Guyot showed, on a small scale, how ghost illusions can be projected on smoke. He noted, “It is remarkable in this representation, that the motion of smoke does not at all change the figures, which appear so conspicuous that the spectator thinks he can grasp them with his hand.”
These devices were intended primarily for simple amusement on a private or semi-private scale.
An indication of the mood of the European people of the time is the fame granted Alessandro Conte di Cagliostro (1743–1795). This man whose real name was Giuseppe Balsamo was known throughout Europe in the latter part of the 18th century. Thomas Carlyle wrote about him under the title “Count Cagliostro.” He used all kinds of deceptive devices, and was jailed in France, England and in his native Italy where he died.
The black magic of Cagliostro, the phantasm images, and a third factor, the Shadow Plays, were to be combined to make the Phantasmagoria.
Earlier mention has been made of the Chinese Shadow Plays which have been in use in the Far East for thousands of years. Towards the middle of the 18th century the Shadow Plays were very popular in Germany. Shadows were used to portray action. The audience sat before a translucent screen on which were cast, by means of a strong light source, shadows of the various players or objects. In certain arrangements a regular magic lantern would also be used, projecting, from in front of the screen, the background scenery or cloud and sky effects.
A showman named François Seraphin has been credited with introducing the Shadow Plays—Ombres Chinoises—into France in 1772. He got the idea during his travels in Italy. Then the shadow entertainment received its French “first night” at the Palace of Versailles. Light and Shadow Plays were very popular at the royal court, especially with the children. In 1784 Seraphin decided that the entertainment was ready for introduction on a popular basis—the trend of the times may well have influenced his decision.
The Shadow Play theatre of Seraphin was moved from Versailles to the Palais-Royal and its popularity continued for a time. Shadow entertainment was carried on by members of the same family till past the middle of the 19th century when an attempt was made to regain popularity by using marionettes. Other Shadow Plays continued to attract audiences in Paris until the end of the 19th century, when the pre-motion picture devices became popular.
Phantasmagoria reached its peak under an extraordinary character—Etienne Gaspard Robert (1763–1837), a Belgian and a practicer of a multitude of professions and hobbies. Robert, for some reason, called himself Robertson. Robertson started life on a serious enough basis and in time became professor of physics in his native town of Liége.
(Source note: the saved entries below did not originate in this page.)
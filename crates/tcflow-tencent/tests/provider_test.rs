mod common;

use common::{FakeTencent, config, fast_context};
use serde_json::json;
use tcflow_cloud::{
    ActionType, CloudProvider, Engine, GlobalState, ResourceConfig, ResourceSet, ResourceStatus,
};
use tcflow_tencent::TencentCloudProvider;

fn provider(fake: &std::sync::Arc<FakeTencent>) -> TencentCloudProvider {
    TencentCloudProvider::with_api(fake.clone(), "ap-guangzhou")
}

#[tokio::test]
async fn test_check_auth_reports_account() {
    let fake = FakeTencent::new();
    let status = provider(&fake).check_auth().await.unwrap();

    assert!(status.authenticated);
    assert!(status.account_info.unwrap().contains("100000000001"));
    assert_eq!(fake.calls(), vec!["sts:GetCallerIdentity"]);
}

#[tokio::test]
async fn test_check_auth_reports_rejected_credentials() {
    let fake = FakeTencent::new();
    fake.inject("GetCallerIdentity", "AuthFailure.SecretIdNotFound", 1);

    let status = provider(&fake).check_auth().await.unwrap();

    assert!(!status.authenticated);
    assert!(status.error.unwrap().contains("AuthFailure.SecretIdNotFound"));
}

#[test]
fn test_registered_types() {
    let fake = FakeTencent::new();
    let engine = Engine::new(&provider(&fake), fast_context());

    assert_eq!(
        engine.resource_types(),
        vec![
            "tencentcloud_cfs_access_group",
            "tencentcloud_kms_key",
            "tencentcloud_private_dns_zone",
            "tencentcloud_tdmq_namespace",
        ]
    );
    assert_eq!(
        engine.data_source_types(),
        vec!["tencentcloud_kms_keys", "tencentcloud_private_dns_zones"]
    );
}

#[tokio::test]
async fn test_plan_apply_converges() {
    let fake = FakeTencent::new();
    let engine = Engine::new(&provider(&fake), fast_context());
    let mut state = GlobalState::new();

    let mut desired = ResourceSet::new();
    desired.add(ResourceConfig::new(
        "tencentcloud_kms_key",
        "app",
        config(json!({"alias": "app"})),
    ));
    desired.add(ResourceConfig::new(
        "tencentcloud_tdmq_namespace",
        "orders",
        config(json!({"environ_name": "orders", "cluster_id": "pulsar-1", "msg_ttl": 60})),
    ));

    let plan = engine.plan(&desired, &state).unwrap();
    assert_eq!(plan.summary().create, 2);

    let result = engine.apply(&plan, &desired, &mut state).await;
    assert!(result.is_success(), "{:?}", result.failed);
    assert_eq!(
        state
            .get_resource("tencentcloud_tdmq_namespace.orders")
            .unwrap()
            .id,
        "orders#pulsar-1"
    );

    let plan = engine.plan(&desired, &state).unwrap();
    assert!(plan.actions.iter().all(|a| a.action_type == ActionType::NoOp));

    // A ForceNew change becomes a replacement
    let mut moved = desired.clone();
    moved.add(ResourceConfig::new(
        "tencentcloud_tdmq_namespace",
        "orders",
        config(json!({"environ_name": "orders", "cluster_id": "pulsar-2", "msg_ttl": 60})),
    ));
    let plan = engine.plan(&moved, &state).unwrap();
    let action = plan.action_for("tencentcloud_tdmq_namespace.orders").unwrap();
    assert_eq!(action.action_type, ActionType::Replace);

    let result = engine.apply(&plan, &moved, &mut state).await;
    assert!(result.is_success(), "{:?}", result.failed);
    let replaced = state
        .get_resource("tencentcloud_tdmq_namespace.orders")
        .unwrap();
    assert_eq!(replaced.id, "orders#pulsar-2");
    assert_eq!(replaced.status, ResourceStatus::Present);
}

#[tokio::test]
async fn test_refresh_drops_resources_deleted_out_of_band() {
    let fake = FakeTencent::new();
    let engine = Engine::new(&provider(&fake), fast_context());
    let mut state = GlobalState::new();

    engine
        .import("tencentcloud_kms_key.missing", "kms-does-not-exist", &mut state)
        .await
        .unwrap_err();

    let mut desired = ResourceSet::new();
    desired.add(ResourceConfig::new(
        "tencentcloud_cfs_access_group",
        "agents",
        config(json!({"name": "agents"})),
    ));
    let plan = engine.plan(&desired, &state).unwrap();
    engine.apply(&plan, &desired, &mut state).await;

    let id = state
        .get_resource("tencentcloud_cfs_access_group.agents")
        .unwrap()
        .id
        .clone();
    fake.remove(&id);

    let removed = engine.refresh(&mut state).await.unwrap();
    assert_eq!(removed, vec!["tencentcloud_cfs_access_group.agents"]);
    assert!(state.resources.is_empty());
}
Robertson tells in his memoirs how he came upon the works of Kircher, Schott and many others, who, he believed, practiced magic. He read up on optics and, about 1784, exhibited in Holland, where he was at the time, an improved magic lantern. He was greatly influenced by the results of Musschenbroek and the success of the Shadow Plays at Versailles. Robertson’s characters were ghosts. He commented, “the encouragements that I received made me try to improve my methods.” More and more persons were attracted to Robertson’s shows in Holland and finally even the burgomaster attended.
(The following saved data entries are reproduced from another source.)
//! tcflow cloud core
//!
//! Vendor-neutral building blocks for managing cloud resources declaratively:
//! schemas, composite resource IDs, the retry-until-timeout loop, the
//! resource lifecycle contract and the plan/apply engine.
//!
//! # Architecture
//!
//! ```text
//! ┌─────────────────────────────────────────────────┐
//! │                   tcflow CLI                     │
//! │          (plan / apply / import / ...)           │
//! └─────────────────┬───────────────────────────────┘
//!                   │
//! ┌─────────────────▼───────────────────────────────┐
//! │                 tcflow-cloud                     │
//! │  ┌──────────────┐  ┌──────────────────────────┐ │
//! │  │    Engine    │──▶ Lifecycle (CRUD contract) │ │
//! │  └──────┬───────┘  └────────────┬─────────────┘ │
//! │  ┌──────▼───────┐  ┌────────────▼─────────────┐ │
//! │  │  State Mgmt  │  │ trait Resource + retry() │ │
//! │  └──────────────┘  └──────────────────────────┘ │
//! └─────────────────────────┬───────────────────────┘
//!                           │
//!                   ┌───────▼────────┐
//!                   │ tencent-cloud  │
//!                   │    provider    │
//!                   └────────────────┘
//! ```

pub mod action;
pub mod engine;
pub mod error;
pub mod id;
pub mod lifecycle;
pub mod provider;
pub mod resource;
pub mod retry;
pub mod schema;
pub mod state;

#[cfg(test)]
mod mock;

// Re-exports
pub use action::{Action, ActionType, ApplyResult, Plan, PlanSummary};
pub use engine::Engine;
pub use error::{CloudError, Result};
pub use id::{ID_SEPARATOR, ResourceId};
pub use lifecycle::Lifecycle;
pub use provider::{AuthStatus, CloudProvider, ResourceConfig, ResourceSet};
pub use resource::{AttributesExt, DataResult, DataSource, Resource, ids_hash};
pub use retry::{Context, RetryConfig, RetryError, Timeouts, retry, retryable};
pub use schema::{Attributes, Diff, Field, FieldType, Schema};
pub use state::{GlobalState, ResourceState, ResourceStatus, StateLock, StateManager};
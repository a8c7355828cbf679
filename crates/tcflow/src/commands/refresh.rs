use crate::workspace::Workspace;
use colored::Colorize;

pub async fn handle(workspace: &Workspace) -> anyhow::Result<()> {
    let provider = workspace.provider()?;
    let engine = workspace.engine(&provider);

    let lock = workspace.state.acquire_lock().await?;
    let mut state = workspace.state.load().await?;

    println!("{}", "Refreshing state...".yellow());
    let removed = engine.refresh(&mut state).await?;
    workspace.state.save(&state).await?;
    lock.release().await?;

    for address in &removed {
        println!("  {} {} (gone)", "-".red(), address);
    }
    println!(
        "{}",
        format!(
            "✓ {} resource(s) refreshed, {} removed",
            state.resources.len(),
            removed.len()
        )
        .green()
        .bold()
    );
    Ok(())
}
At Paris Robertson improved his knowledge of the magic lantern. There he met Jacques Alexandre César Charles, who was using a lantern for scientific purposes at his laboratory in the Louvre. Robertson sought a brighter light source for the lantern and persisted in his quest even though Charles was said to have tried to discourage him by pointing out that much money had been spent in vain on that project.
At the time of the Revolution, Robertson laid before the Government a plan which would authorize him to build a huge burning mirror, as Archimedes did, so that he could destroy any attacking English fleet before it could reach the “invasion coast.” No action was taken on the proposal. In our own day the English were ready to burn any Nazi invasion fleet which sailed from France—not by burning glasses but by equally amazing devices.
After the Revolution, during the stormy days of the first French Republic, Robertson held “seances” at the Pavillion de l’Echiquier. A projector mounted on wheels was used. A patent on the device under the name of Fantascope or Phantoscope was obtained on March 29, 1799.
Robertson’s characters or ghosts which would appear to grow and disappear on the screen of smoke were usually such heroes as Voltaire, Rousseau, Marat, and Lavoisier. At the end of each performance, a skeleton would appear and Robertson would remark that this was the fate awaiting each one in the audience. Grim entertainment!
A clever artist, Robertson had a large collection of slides and would call upon his audience—which never quite knew whether to believe that he was in league with the devil and brought the ghosts into appearance or not—to ask for whichever ghost they wished. You can imagine the effect when some Frenchman called for Marat and then, small at first and gradually growing large until life-size and more, a shadowy, recognizable image of Marat would appear.
This “request” part of the program caused Robertson trouble. One night, a member of the audience who had had a few extra sips of wine, or who was terrified beyond the others, called for the return of the ghost of Louis XVI. This was too much. The authorities shut the theatre and refused to grant Robertson permission to continue his “seances.” They did not want even the ghost of Louis returned. Political censorship of screen entertainment had made its first appearance.
Robertson went to Bordeaux to make sure that he, himself, did not prematurely join Louis and his other ghosts.
Later he was able to return to Paris and open another theatre near the Place Vendôme. This was a particularly startling auditorium. He used an abandoned chapel of a Capuchin monastery. Robertson’s light and shadow ghosts came to life among the mortal remains of ancient monks. (The reader may be aware of the ancient Capuchin custom of using bones of deceased members of the order as part of the ornament of their chapels as a constant reminder of death.)
Even though Robertson had admitted that from childhood he had the keenest interest in things marvelous, he tired of his magic. Next we hear of him, he is a pioneer balloonist, credited with the invention of one of the early parachutes! On July 18, 1803, he made a notable ascent in a balloon.
In 1845 there was opened in Paris a theatre which was to play a part in the light and shadow story. It was called for its proprietor and chief performer, Théâtre Robert Houdin. Houdin, after whom Harry Houdini of the 20th century named himself, practiced every kind of trick and wondrous illusion. He used Phantasmagorial effects and the French public flocked to the shows. Towards the end of the century Emile Reynaud took over the Théâtre Robert Houdin and showed the best magic shadow plays prior to the introduction of the motion picture itself.
During the middle of the century, the Polytechnic Institution, at London, attracted large crowds with magic lantern shows. Ghosts were created à la Robertson and the Phantasmagorial methods. Regular entertainment was also provided with such magic lantern stories as Puss in Boots and versions of Swift’s Gulliver’s Travels and The Tale of the Tub. As many as a half-dozen magic lanterns would be used to create impressive scenes, such as battles.
In our own day attempts have been made to use Phantasmagorial effects to frighten and deceive. An interesting example is contained in the following Associated Press dispatch telling how the Nazis attempted to make the English soldiers believe that Heaven was entreating them to abandon the war:
Paris, Feb. 15 (1940) (AP)—Press accounts from the front sector occupied by the British reported today that Tommies manning an outpost during the night suddenly saw an image of the Virgin Mary appear in the clouds, with her arms outstretched in entreaty.
The commander sent out a patrol, which returned with the information that the Germans were projecting the image from a machine on the ground.
Phantasmagoria is not dead yet. Television may even increase the possibilities of this type of magic shadow diversion.